(Dataset content Opens)

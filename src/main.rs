use std::path::PathBuf;
use std::process::ExitCode;

use anyhow::{Context, Result};
use nbcalibrator::chart::{self, Chart};
use nbcalibrator::{export, logging, CalibratorForm, Environment, Field, FormDefaults, Intermediates};

const SVG_WIDTH: u32 = 800;
const SVG_HEIGHT: u32 = 600;

#[derive(Debug, Default)]
struct CliArgs {
    fields: Vec<(Field, String)>,
    config: Option<PathBuf>,
    water: Option<Environment>,
    csv: Option<PathBuf>,
    json: Option<PathBuf>,
    svg: Option<PathBuf>,
    help: bool,
}

// flag/value pairs; field values stay raw text for the form to validate
fn parse_args(args: &[String]) -> Result<CliArgs, String> {
    let mut cli = CliArgs::default();
    let mut iter = args.iter();
    while let Some(flag) = iter.next() {
        if flag == "-h" || flag == "--help" {
            cli.help = true;
            continue;
        }
        let value = iter
            .next()
            .ok_or_else(|| format!("Missing value for {flag}."))?
            .clone();
        match flag.as_str() {
            "--config" => cli.config = Some(value.into()),
            "--water" => {
                let env = Environment::preset(&value)
                    .ok_or_else(|| format!("Unknown water {value}, expected fresh or sea."))?;
                cli.water = Some(env);
            }
            "--csv" => cli.csv = Some(value.into()),
            "--json" => cli.json = Some(value.into()),
            "--svg" => cli.svg = Some(value.into()),
            other => {
                let field = Field::from_flag(other).ok_or_else(|| format!("Unknown option {other}."))?;
                cli.fields.push((field, value));
            }
        }
    }
    Ok(cli)
}

fn print_usage() {
    let mut usage = String::from("Usage: nbcalibrator --weight <kg> --height <m> [options]\n");
    for field in Field::ALL {
        usage.push_str(&format!("  {:<16} {}\n", field.flag(), field.label()));
    }
    usage.push_str(
        "  --config <json>  Defaults for the optional fields\n\
         \x20 --water <kind>   fresh or sea, replaces density, gravity and p0 defaults\n\
         \x20 --csv <path>     Write the curve as CSV\n\
         \x20 --json <path>    Write parameters and curve as JSON\n\
         \x20 --svg <path>     Write the chart as SVG",
    );
    eprintln!("{usage}");
}

fn run(cli: CliArgs) -> Result<ExitCode> {
    let _logger = logging::setup()?;

    let mut defaults = match &cli.config {
        Some(path) => FormDefaults::load(path)
            .with_context(|| format!("Unable to use defaults from {}", path.display()))?,
        None => FormDefaults::default(),
    };
    if let Some(env) = cli.water {
        defaults = defaults.with_environment(env);
    }

    let mut form = CalibratorForm::new(defaults);
    for (field, value) in &cli.fields {
        form.set(*field, value.as_str());
    }

    let (params, curve) = match form.plot() {
        Ok(plot) => (plot.parameters, plot.curve.clone()),
        Err(err) => {
            eprintln!("Error: {}", err.user_message());
            return Ok(ExitCode::FAILURE);
        }
    };
    let derived = Intermediates::from_parameters(&params);

    println!(
        "Diver: weight={} kg, equipment={} kg, height={} m, depth={} m",
        params.weight, params.equip_weight, params.height, params.depth
    );
    println!(
        "Environment: p0={} Pa, density={} kg/m³, gravity={} m/s², drag coefficient={}",
        params.p0, params.density, params.gravity, params.drag_coefficient
    );
    println!(
        "Pressure at depth: {:.1} Pa ({:.3} m of fluid column)",
        derived.pressure,
        params.environment().pressure_head(derived.pressure)
    );
    println!(
        "V0={:.6} m³, A={:.6} m², V1={:.6} m³, fb={:.4} N",
        derived.body_volume, derived.frontal_area, derived.equipment_volume, derived.buoyant_force
    );
    println!();
    println!("{}", chart::TITLE);
    println!(
        "{:>16} {:>16} {:>16}",
        chart::X_LABEL,
        chart::DESCENT_LABEL,
        chart::ASCENT_LABEL
    );
    for (velocity, descent, ascent) in curve.samples() {
        println!("{velocity:>16.4} {descent:>16.4} {ascent:>16.4}");
    }
    println!();
    println!("{}", chart::WARNING);

    if let Some(path) = &cli.csv {
        export::export_csv(&curve, path)
            .with_context(|| format!("Unable to write {}", path.display()))?;
    }
    if let Some(path) = &cli.json {
        export::export_json(&params, &curve, path)
            .with_context(|| format!("Unable to write {}", path.display()))?;
    }
    if let Some(path) = &cli.svg {
        let svg = Chart::from_curve(&curve)
            .to_svg(SVG_WIDTH, SVG_HEIGHT)
            .context("Unable to render chart")?;
        export::export_svg(&svg, path)
            .with_context(|| format!("Unable to write {}", path.display()))?;
    }

    Ok(ExitCode::SUCCESS)
}

fn main() -> ExitCode {
    let args: Vec<String> = std::env::args().skip(1).collect();
    let cli = match parse_args(&args) {
        Ok(cli) if cli.help => {
            print_usage();
            return ExitCode::SUCCESS;
        }
        Ok(cli) => cli,
        Err(message) => {
            eprintln!("{message}");
            print_usage();
            return ExitCode::from(2);
        }
    };

    match run(cli) {
        Ok(code) => code,
        Err(err) => {
            eprintln!("Error: {err:#}");
            ExitCode::FAILURE
        }
    }
}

(Dataset content Closes)

Repeat the data. Keep every word the same.

filename src/main.rs
use std::path::PathBuf;
use std::process::ExitCode;

use anyhow::{Context, Result};
use nbcalibrator::chart::{self, Chart};
use nbcalibrator::{export, logging, CalibratorForm, Environment, Field, FormDefaults, Intermediates};

const SVG_WIDTH: u32 = 800;
const SVG_HEIGHT: u32 = 600;

#[derive(Debug, Default)]
struct CliArgs {
    fields: Vec<(Field, String)>,
    config: Option<PathBuf>,
    water: Option<Environment>,
    csv: Option<PathBuf>,
    json: Option<PathBuf>,
    svg: Option<PathBuf>,
    help: bool,
}

// flag/value pairs; field values stay raw text for the form to validate
fn parse_args(args: &[String]) -> Result<CliArgs, String> {
    let mut cli = CliArgs::default();
    let mut iter = args.iter();
    while let Some(flag) = iter.next() {
        if flag == "-h" || flag == "--help" {
            cli.help = true;
            continue;
        }
        let value = iter
            .next()
            .ok_or_else(|| format!("Missing value for {flag}."))?
            .clone();
        match flag.as_str() {
            "--config" => cli.config = Some(value.into()),
            "--water" => {
                let env = Environment::preset(&value)
                    .ok_or_else(|| format!("Unknown water {value}, expected fresh or sea."))?;
                cli.water = Some(env);
            }
            "--csv" => cli.csv = Some(value.into()),
            "--json" => cli.json = Some(value.into()),
            "--svg" => cli.svg = Some(value.into()),
            other => {
                let field = Field::from_flag(other).ok_or_else(|| format!("Unknown option {other}."))?;
                cli.fields.push((field, value));
            }
        }
    }
    Ok(cli)
}

fn print_usage() {
    let mut usage = String::from("Usage: nbcalibrator --weight <kg> --height <m> [options]\n");
    for field in Field::ALL {
        usage.push_str(&format!("  {:<16} {}\n", field.flag(), field.label()));
    }
    usage.push_str(
        "  --config <json>  Defaults for the optional fields\n\
         \x20 --water <kind>   fresh or sea, replaces density, gravity and p0 defaults\n\
         \x20 --csv <path>     Write the curve as CSV\n\
         \x20 --json <path>    Write parameters and curve as JSON\n\
         \x20 --svg <path>     Write the chart as SVG",
    );
    eprintln!("{usage}");
}

fn run(cli: CliArgs) -> Result<ExitCode> {
    let _logger = logging::setup()?;

    let mut defaults = match &cli.config {
        Some(path) => FormDefaults::load(path)
            .with_context(|| format!("Unable to use defaults from {}", path.display()))?,
        None => FormDefaults::default(),
    };
    if let Some(env) = cli.water {
        defaults = defaults.with_environment(env);
    }

    let mut form = CalibratorForm::new(defaults);
    for (field, value) in &cli.fields {
        form.set(*field, value.as_str());
    }

    let (params, curve) = match form.plot() {
        Ok(plot) => (plot.parameters, plot.curve.clone()),
        Err(err) => {
            eprintln!("Error: {}", err.user_message());
            return Ok(ExitCode::FAILURE);
        }
    };
    let derived = Intermediates::from_parameters(&params);

    println!(
        "Diver: weight={} kg, equipment={} kg, height={} m, depth={} m",
        params.weight, params.equip_weight, params.height, params.depth
    );
    println!(
        "Environment: p0={} Pa, density={} kg/m³, gravity={} m/s², drag coefficient={}",
        params.p0, params.density, params.gravity, params.drag_coefficient
    );
    println!(
        "Pressure at depth: {:.1} Pa ({:.3} m of fluid column)",
        derived.pressure,
        params.environment().pressure_head(derived.pressure)
    );
    println!(
        "V0={:.6} m³, A={:.6} m², V1={:.6} m³, fb={:.4} N",
        derived.body_volume, derived.frontal_area, derived.equipment_volume, derived.buoyant_force
    );
    println!();
    println!("{}", chart::TITLE);
    println!(
        "{:>16} {:>16} {:>16}",
        chart::X_LABEL,
        chart::DESCENT_LABEL,
        chart::ASCENT_LABEL
    );
    for (velocity, descent, ascent) in curve.samples() {
        println!("{velocity:>16.4} {descent:>16.4} {ascent:>16.4}");
    }
    println!();
    println!("{}", chart::WARNING);

    if let Some(path) = &cli.csv {
        export::export_csv(&curve, path)
            .with_context(|| format!("Unable to write {}", path.display()))?;
    }
    if let Some(path) = &cli.json {
        export::export_json(&params, &curve, path)
            .with_context(|| format!("Unable to write {}", path.display()))?;
    }
    if let Some(path) = &cli.svg {
        let svg = Chart::from_curve(&curve)
            .to_svg(SVG_WIDTH, SVG_HEIGHT)
            .context("Unable to render chart")?;
        export::export_svg(&svg, path)
            .with_context(|| format!("Unable to write {}", path.display()))?;
    }

    Ok(ExitCode::SUCCESS)
}

fn main() -> ExitCode {
    let args: Vec<String> = std::env::args().skip(1).collect();
    let cli = match parse_args(&args) {
        Ok(cli) if cli.help => {
            print_usage();
            return ExitCode::SUCCESS;
        }
        Ok(cli) => cli,
        Err(message) => {
            eprintln!("{message}");
            print_usage();
            return ExitCode::from(2);
        }
    };

    match run(cli) {
        Ok(code) => code,
        Err(err) => {
            eprintln!("Error: {err:#}");
            ExitCode::FAILURE
        }
    }
}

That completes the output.